*Task statement*: Take the records below and print them verbatim up to and including the line that carries "So, same shape".
**** Data
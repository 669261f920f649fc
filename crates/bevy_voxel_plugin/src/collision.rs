//! `voxel_plugin::CollisionCooker` implemented against `avian3d`, §4.7.
//!
//! Cooking itself (`Collider::trimesh`) is cheap and side-effect-free, but
//! turning the result into a "one `body_setup` per chunk" physics object
//! means spawning a Bevy entity — and `cook`/`release` only get `&self`, not
//! `Commands`. So, same shape as [`crate::renderer::BevyRendererHandoff`]:
//! `cook` computes the collider and sends a spawn request across a channel;
//! a Bevy system does the actual `commands.spawn(...)` / despawn on the main
//! thread and owns the `ChunkId -> Entity` map. `Body = ChunkId` is the
//! opaque handle the generic [`voxel_plugin::CollisionManager`] round-trips
//! back into `release`.

use std::sync::{Arc, Mutex};

use avian3d::prelude::*;
use bevy::prelude::*;
use crossbeam_channel::{Receiver, Sender};
use glam::DVec3;

use voxel_plugin::chunk::ChunkId;
use voxel_plugin::collision::{CollisionCooker, CookError};

pub enum CollisionOp {
  Spawn { chunk_coord: ChunkId, world_origin: DVec3, collider: Collider },
  Release { chunk_coord: ChunkId },
}

/// Sends [`CollisionOp`]s to the drain system. `Body` is just `ChunkId`
/// itself — the entity lives in a resource keyed by it, not in the handle
/// the engine core stores, since `cook`/`release` can't touch `Commands`.
pub struct AvianCollisionCooker {
  tx: Sender<CollisionOp>,
}

impl AvianCollisionCooker {
  pub fn new() -> (Self, Receiver<CollisionOp>) {
    let (tx, rx) = crossbeam_channel::unbounded();
    (Self { tx }, rx)
  }
}

impl CollisionCooker for AvianCollisionCooker {
  type Body = ChunkId;

  fn cook(&self, chunk_coord: ChunkId, world_origin: DVec3, vertices: &[[f32; 3]], indices: &[u32]) -> Result<Self::Body, CookError> {
    if vertices.is_empty() || indices.is_empty() {
      return Err(CookError::Degenerate);
    }
    let verts: Vec<Vec3> = vertices.iter().map(|p| Vec3::new(p[0], p[1], p[2])).collect();
    let tris: Vec<[u32; 3]> = indices.chunks_exact(3).map(|c| [c[0], c[1], c[2]]).collect();
    let collider = Collider::trimesh(verts, tris);
    self.tx.send(CollisionOp::Spawn { chunk_coord, world_origin, collider }).map_err(|_| CookError::Rejected)?;
    Ok(chunk_coord)
  }

  fn release(&self, chunk_coord: ChunkId, _body: Self::Body) {
    let _ = self.tx.send(CollisionOp::Release { chunk_coord });
  }
}

/// Bevy resource holding the receiving end.
#[derive(Resource)]
pub struct CollisionOpChannel {
  pub rx: Arc<Mutex<Receiver<CollisionOp>>>,
}

/// Per-chunk collision body entities, keyed so `Release` can find what to
/// despawn. The manual-resource-management note in §9 applies here: removal
/// from this map must precede (or trigger) despawning the entity.
#[derive(Resource, Default)]
pub struct CollisionBodies {
  pub entities: std::collections::HashMap<ChunkId, Entity>,
}

/// Drain pending cook results: spawn a static trimesh body per chunk at its
/// world-space origin, or despawn one on release.
pub fn apply_collision_ops(mut commands: Commands, channel: Res<CollisionOpChannel>, mut bodies: ResMut<CollisionBodies>) {
  let rx = channel.rx.lock().expect("collision op channel poisoned");
  while let Ok(op) = rx.try_recv() {
    match op {
      CollisionOp::Spawn { chunk_coord, world_origin, collider } => {
        if let Some(old) = bodies.entities.remove(&chunk_coord) {
          commands.entity(old).despawn();
        }
        let origin = Vec3::new(world_origin.x as f32, world_origin.y as f32, world_origin.z as f32);
        let entity = commands
          .spawn((RigidBody::Static, collider, Transform::from_translation(origin), Name::new(format!("chunk_collision_{chunk_coord:?}"))))
          .id();
        bodies.entities.insert(chunk_coord, entity);
      }
      CollisionOp::Release { chunk_coord } => {
        if let Some(entity) = bodies.entities.remove(&chunk_coord) {
          commands.entity(entity).despawn();
        }
      }
    }
  }
}
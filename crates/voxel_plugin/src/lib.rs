//! voxel_plugin - engine-agnostic streaming voxel terrain core.
//!
//! This crate owns the parts of a voxel terrain system that do not depend on
//! a particular renderer or physics engine: the packed voxel data model,
//! coordinate algebra, distance-banded level of detail, the sparse edit
//! overlay (with undo/redo and binary persistence), the chunk state machine
//! that drives generation/meshing/unload, and the meshing algorithms
//! themselves. Hosts (e.g. a Bevy integration) implement the
//! [`renderer::RendererHandoff`] and [`collision::CollisionCooker`] traits to
//! plug this core into an actual scene graph and physics world.

pub mod constants;
pub mod coords;
pub mod voxel;

pub mod edge_table;

pub mod config;
pub mod noise;

pub mod edit;
pub mod lod;
pub mod meshing;

pub mod chunk;
pub mod chunk_manager;
pub mod collision;
pub mod renderer;

pub mod metrics;
pub mod threading;

pub use config::{MeshingMode, WorldConfig, WorldMode};
pub use coords::FaceDir;
pub use voxel::Voxel;

pub use chunk::{ChunkDescriptor, ChunkId, ChunkState};
pub use chunk_manager::ChunkManager;
pub use collision::{CollisionCooker, CollisionManager};
pub use edit::{EditLayer, EditManager, EditOp};
pub use lod::{DistanceBandLodStrategy, LodBand};
pub use meshing::{ChunkMeshData, MesherKind, MeshingRequest};
pub use renderer::RendererHandoff;
pub use threading::{TaskExecutor, TaskId};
********
*Answer for this exercise*:
repository 669261f920f649fc
filename crates/bevy_voxel_plugin/src/collision.rs
//! `voxel_plugin::CollisionCooker` implemented against `avian3d`, §4.7.
//!
//! Cooking itself (`Collider::trimesh`) is cheap and side-effect-free, but
//! turning the result into a "one `body_setup` per chunk" physics object
//! means spawning a Bevy entity — and `cook`/`release` only get `&self`, not
//! `Commands`. So, same shape as [`crate::renderer::BevyRendererHandoff`]:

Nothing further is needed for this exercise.